## PROBLEM TO SOLVE
Look through the entries below, please, and copy every line with the word "skipped".

## RECORDS SHOWN
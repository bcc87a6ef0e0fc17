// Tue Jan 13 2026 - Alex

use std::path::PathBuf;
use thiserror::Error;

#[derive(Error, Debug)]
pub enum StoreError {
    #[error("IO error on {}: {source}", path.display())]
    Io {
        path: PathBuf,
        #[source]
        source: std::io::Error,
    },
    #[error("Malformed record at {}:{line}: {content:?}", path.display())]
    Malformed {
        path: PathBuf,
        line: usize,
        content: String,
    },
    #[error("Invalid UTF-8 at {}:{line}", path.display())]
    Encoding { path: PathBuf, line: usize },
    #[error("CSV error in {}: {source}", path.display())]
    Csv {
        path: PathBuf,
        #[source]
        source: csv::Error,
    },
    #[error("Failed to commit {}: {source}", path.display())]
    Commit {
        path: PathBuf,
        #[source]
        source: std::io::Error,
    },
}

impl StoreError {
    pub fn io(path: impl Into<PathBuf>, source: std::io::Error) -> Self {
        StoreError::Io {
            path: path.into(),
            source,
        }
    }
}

==

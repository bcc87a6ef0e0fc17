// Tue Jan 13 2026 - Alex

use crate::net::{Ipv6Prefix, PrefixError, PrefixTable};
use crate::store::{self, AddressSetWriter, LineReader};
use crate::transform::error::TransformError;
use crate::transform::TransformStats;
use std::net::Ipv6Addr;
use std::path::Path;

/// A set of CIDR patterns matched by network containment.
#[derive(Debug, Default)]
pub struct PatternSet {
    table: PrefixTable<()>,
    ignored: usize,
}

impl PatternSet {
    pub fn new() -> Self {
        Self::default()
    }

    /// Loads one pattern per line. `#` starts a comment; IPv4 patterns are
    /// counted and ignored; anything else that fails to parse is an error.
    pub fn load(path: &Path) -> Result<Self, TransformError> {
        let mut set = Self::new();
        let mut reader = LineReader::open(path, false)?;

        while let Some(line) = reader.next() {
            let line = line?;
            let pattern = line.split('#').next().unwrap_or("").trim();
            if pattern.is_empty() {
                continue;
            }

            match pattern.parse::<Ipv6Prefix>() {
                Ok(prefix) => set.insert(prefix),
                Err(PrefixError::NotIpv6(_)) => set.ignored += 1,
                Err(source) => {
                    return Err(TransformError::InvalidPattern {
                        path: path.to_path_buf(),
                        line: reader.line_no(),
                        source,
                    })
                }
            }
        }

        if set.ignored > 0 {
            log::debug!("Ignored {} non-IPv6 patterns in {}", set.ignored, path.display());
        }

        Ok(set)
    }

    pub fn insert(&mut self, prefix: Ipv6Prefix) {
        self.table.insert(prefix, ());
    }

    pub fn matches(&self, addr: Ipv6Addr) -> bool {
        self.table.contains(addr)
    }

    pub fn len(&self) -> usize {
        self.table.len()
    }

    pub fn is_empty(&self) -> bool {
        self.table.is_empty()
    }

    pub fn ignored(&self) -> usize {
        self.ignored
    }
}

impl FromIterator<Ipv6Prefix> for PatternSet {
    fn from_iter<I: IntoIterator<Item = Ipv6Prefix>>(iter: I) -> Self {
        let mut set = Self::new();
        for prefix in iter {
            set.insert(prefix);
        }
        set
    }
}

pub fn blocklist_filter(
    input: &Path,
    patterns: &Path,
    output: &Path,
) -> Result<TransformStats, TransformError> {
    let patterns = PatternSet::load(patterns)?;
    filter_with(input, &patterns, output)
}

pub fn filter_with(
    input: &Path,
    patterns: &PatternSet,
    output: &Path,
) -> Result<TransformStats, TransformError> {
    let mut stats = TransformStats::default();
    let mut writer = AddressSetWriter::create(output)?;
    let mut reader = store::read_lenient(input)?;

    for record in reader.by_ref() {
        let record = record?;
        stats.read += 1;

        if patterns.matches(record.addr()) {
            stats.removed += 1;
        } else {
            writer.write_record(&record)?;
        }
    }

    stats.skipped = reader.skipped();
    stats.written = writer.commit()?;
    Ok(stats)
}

---

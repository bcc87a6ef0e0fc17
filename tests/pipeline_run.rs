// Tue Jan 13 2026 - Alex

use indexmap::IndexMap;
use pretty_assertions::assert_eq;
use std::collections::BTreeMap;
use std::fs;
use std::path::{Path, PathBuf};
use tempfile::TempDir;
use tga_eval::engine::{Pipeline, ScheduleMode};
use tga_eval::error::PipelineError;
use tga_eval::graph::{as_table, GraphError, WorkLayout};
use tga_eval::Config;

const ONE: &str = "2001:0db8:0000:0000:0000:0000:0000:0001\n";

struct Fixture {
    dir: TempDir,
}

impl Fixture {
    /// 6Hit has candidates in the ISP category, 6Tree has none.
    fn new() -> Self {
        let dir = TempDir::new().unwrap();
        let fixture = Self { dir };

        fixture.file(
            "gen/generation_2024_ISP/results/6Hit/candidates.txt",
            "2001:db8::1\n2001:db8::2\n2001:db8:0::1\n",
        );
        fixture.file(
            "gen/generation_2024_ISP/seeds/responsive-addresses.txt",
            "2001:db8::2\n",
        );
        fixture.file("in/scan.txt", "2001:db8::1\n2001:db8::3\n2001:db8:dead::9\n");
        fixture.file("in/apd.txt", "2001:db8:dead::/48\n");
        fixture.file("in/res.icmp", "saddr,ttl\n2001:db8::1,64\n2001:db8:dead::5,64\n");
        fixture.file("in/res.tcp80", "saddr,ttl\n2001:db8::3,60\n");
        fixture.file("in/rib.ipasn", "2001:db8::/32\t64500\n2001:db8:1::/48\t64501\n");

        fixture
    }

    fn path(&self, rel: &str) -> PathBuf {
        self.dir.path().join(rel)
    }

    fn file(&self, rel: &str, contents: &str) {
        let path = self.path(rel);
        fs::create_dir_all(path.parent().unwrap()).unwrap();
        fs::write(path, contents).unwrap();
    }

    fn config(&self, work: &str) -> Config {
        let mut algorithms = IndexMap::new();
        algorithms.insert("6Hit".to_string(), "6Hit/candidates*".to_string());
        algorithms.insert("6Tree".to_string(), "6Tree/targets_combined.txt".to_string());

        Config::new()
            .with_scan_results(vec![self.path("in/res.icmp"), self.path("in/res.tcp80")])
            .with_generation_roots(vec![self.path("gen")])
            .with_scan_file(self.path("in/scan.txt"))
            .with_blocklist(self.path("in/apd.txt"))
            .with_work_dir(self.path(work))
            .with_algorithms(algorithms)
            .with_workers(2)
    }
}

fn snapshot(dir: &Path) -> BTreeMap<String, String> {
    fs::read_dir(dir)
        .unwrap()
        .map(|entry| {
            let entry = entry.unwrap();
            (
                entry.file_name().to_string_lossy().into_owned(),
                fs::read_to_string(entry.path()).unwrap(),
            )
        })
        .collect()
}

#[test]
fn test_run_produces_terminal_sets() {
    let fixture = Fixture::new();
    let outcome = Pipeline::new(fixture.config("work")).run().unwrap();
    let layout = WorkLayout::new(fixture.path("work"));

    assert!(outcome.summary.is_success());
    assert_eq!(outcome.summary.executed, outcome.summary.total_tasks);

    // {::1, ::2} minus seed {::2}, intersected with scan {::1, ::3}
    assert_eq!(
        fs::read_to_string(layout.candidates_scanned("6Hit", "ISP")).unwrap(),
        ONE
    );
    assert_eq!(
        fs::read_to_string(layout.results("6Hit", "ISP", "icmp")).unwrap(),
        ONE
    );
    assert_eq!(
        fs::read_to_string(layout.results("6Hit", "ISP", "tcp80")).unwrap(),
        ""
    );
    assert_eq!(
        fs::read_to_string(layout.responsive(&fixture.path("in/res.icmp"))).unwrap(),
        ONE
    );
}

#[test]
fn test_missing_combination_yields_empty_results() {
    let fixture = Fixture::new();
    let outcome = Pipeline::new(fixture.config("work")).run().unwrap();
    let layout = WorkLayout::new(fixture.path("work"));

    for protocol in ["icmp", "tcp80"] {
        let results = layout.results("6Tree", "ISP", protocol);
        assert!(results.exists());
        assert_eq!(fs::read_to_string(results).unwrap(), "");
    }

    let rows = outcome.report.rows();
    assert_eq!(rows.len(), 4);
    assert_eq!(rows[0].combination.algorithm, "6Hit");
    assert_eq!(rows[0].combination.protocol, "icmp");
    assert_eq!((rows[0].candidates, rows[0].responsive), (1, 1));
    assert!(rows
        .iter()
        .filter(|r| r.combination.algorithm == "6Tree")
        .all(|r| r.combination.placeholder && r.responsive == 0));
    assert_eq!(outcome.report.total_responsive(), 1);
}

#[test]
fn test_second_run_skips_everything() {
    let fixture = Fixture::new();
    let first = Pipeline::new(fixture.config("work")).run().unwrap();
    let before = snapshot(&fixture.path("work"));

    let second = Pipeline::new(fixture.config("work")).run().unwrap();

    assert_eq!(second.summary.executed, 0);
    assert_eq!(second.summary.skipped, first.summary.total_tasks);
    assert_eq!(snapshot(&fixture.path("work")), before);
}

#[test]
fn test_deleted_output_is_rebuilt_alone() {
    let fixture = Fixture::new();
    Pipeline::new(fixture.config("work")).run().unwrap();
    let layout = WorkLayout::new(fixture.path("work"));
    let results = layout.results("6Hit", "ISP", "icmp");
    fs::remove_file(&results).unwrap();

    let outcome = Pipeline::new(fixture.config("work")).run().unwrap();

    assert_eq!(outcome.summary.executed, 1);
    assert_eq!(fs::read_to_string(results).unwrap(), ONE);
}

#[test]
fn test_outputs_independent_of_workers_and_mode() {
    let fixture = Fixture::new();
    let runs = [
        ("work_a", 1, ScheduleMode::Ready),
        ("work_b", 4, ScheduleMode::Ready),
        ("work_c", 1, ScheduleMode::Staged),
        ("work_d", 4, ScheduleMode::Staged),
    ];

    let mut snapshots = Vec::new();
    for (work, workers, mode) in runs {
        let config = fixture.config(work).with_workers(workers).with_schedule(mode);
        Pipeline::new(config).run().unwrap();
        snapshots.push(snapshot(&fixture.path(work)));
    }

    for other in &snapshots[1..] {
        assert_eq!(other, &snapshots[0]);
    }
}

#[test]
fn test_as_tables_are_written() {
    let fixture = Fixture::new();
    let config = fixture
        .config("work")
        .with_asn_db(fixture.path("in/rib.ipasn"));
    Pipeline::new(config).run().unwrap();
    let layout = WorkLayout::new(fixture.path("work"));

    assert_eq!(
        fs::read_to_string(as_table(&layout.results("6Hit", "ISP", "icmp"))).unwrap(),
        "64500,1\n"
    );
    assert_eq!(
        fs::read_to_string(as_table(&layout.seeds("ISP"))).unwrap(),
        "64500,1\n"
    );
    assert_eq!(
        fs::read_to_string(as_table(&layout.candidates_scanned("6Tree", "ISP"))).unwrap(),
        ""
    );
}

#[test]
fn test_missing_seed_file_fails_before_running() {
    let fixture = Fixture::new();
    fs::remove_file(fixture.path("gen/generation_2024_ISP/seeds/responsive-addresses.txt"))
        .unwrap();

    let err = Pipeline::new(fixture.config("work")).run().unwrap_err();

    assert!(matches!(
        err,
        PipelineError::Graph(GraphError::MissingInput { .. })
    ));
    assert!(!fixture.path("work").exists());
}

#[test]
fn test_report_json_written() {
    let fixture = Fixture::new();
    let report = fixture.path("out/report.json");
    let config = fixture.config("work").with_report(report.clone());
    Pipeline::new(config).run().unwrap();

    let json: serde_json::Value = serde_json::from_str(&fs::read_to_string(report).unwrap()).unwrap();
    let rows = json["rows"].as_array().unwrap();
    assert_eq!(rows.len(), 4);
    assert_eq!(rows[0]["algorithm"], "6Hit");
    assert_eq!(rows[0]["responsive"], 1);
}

## ANSWER BELOW
    stats.skipped = reader.skipped();
    assert_eq!(second.summary.skipped, first.summary.total_tasks);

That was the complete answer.